Segment Start: Data excerpts

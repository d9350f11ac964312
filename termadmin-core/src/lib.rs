//! Terminology Admin Core Library
//!
//! Platform-independent pieces shared by the admin console view models:
//! - Domain types (atoms, term types, attribute names, workflow configs)
//! - Client-side paging (`utils::compute_page`)
//! - Remote data service traits, with in-memory implementations
//!
//! The remote service is reached only through the traits in [`traits`], so
//! hosts can plug in an HTTP client or a test double.

pub mod error;
pub mod traits;
pub mod types;
pub mod utils;

// Re-export common types
pub use error::{CoreError, CoreResult};
pub use traits::{MetadataService, WorkflowService};
//! Datetime serialization/deserialization helpers.
//!
//! The remote service exchanges dates as epoch milliseconds:
//! - Serialization: `DateTime<Utc>` -> epoch milliseconds
//! - Deserialization: epoch milliseconds or RFC3339 string -> `DateTime<Utc>`

/// `Option<DateTime<Utc>>` serializer/deserializer helpers.
pub mod option {
    use chrono::{DateTime, Utc};
    use serde::{Deserialize, Deserializer, Serializer};

    /// Serializes `Option<DateTime<Utc>>` as epoch milliseconds or `null`.
    #[allow(clippy::ref_option)]
    pub fn serialize<S>(dt: &Option<DateTime<Utc>>, serializer: S) -> Result<S::Ok, S::Error>
    where
        S: Serializer,
    {
        match dt {
            Some(dt) => serializer.serialize_some(&dt.timestamp_millis()),
            None => serializer.serialize_none(),
        }
    }

    /// Deserializes `Option<DateTime<Utc>>` from epoch milliseconds, RFC3339, or `null`.
    pub fn deserialize<'de, D>(deserializer: D) -> Result<Option<DateTime<Utc>>, D::Error>
    where
        D: Deserializer<'de>,
    {
        use serde::de::Error;

        #[derive(Deserialize)]
        #[serde(untagged)]
        enum OptionalTimestamp {
            Millis(i64),
            String(String),
        }

        match Option::<OptionalTimestamp>::deserialize(deserializer)? {
            Some(OptionalTimestamp::Millis(ms)) => DateTime::from_timestamp_millis(ms)
                .map(Some)
                .ok_or_else(|| Error::custom("Invalid epoch milliseconds")),
            Some(OptionalTimestamp::String(s)) => DateTime::parse_from_rfc3339(&s)
                .map(|dt| Some(dt.with_timezone(&Utc)))
                .map_err(|e| Error::custom(format!("Invalid RFC3339 timestamp: {e}"))),
            None => Ok(None),
        }
    }
}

Segment End: Data excerpts

Brief -> Check each line of the entries for "None" and copy those that have it.

Task output ->
            None => serializer.serialize_none(),
            None => Ok(None),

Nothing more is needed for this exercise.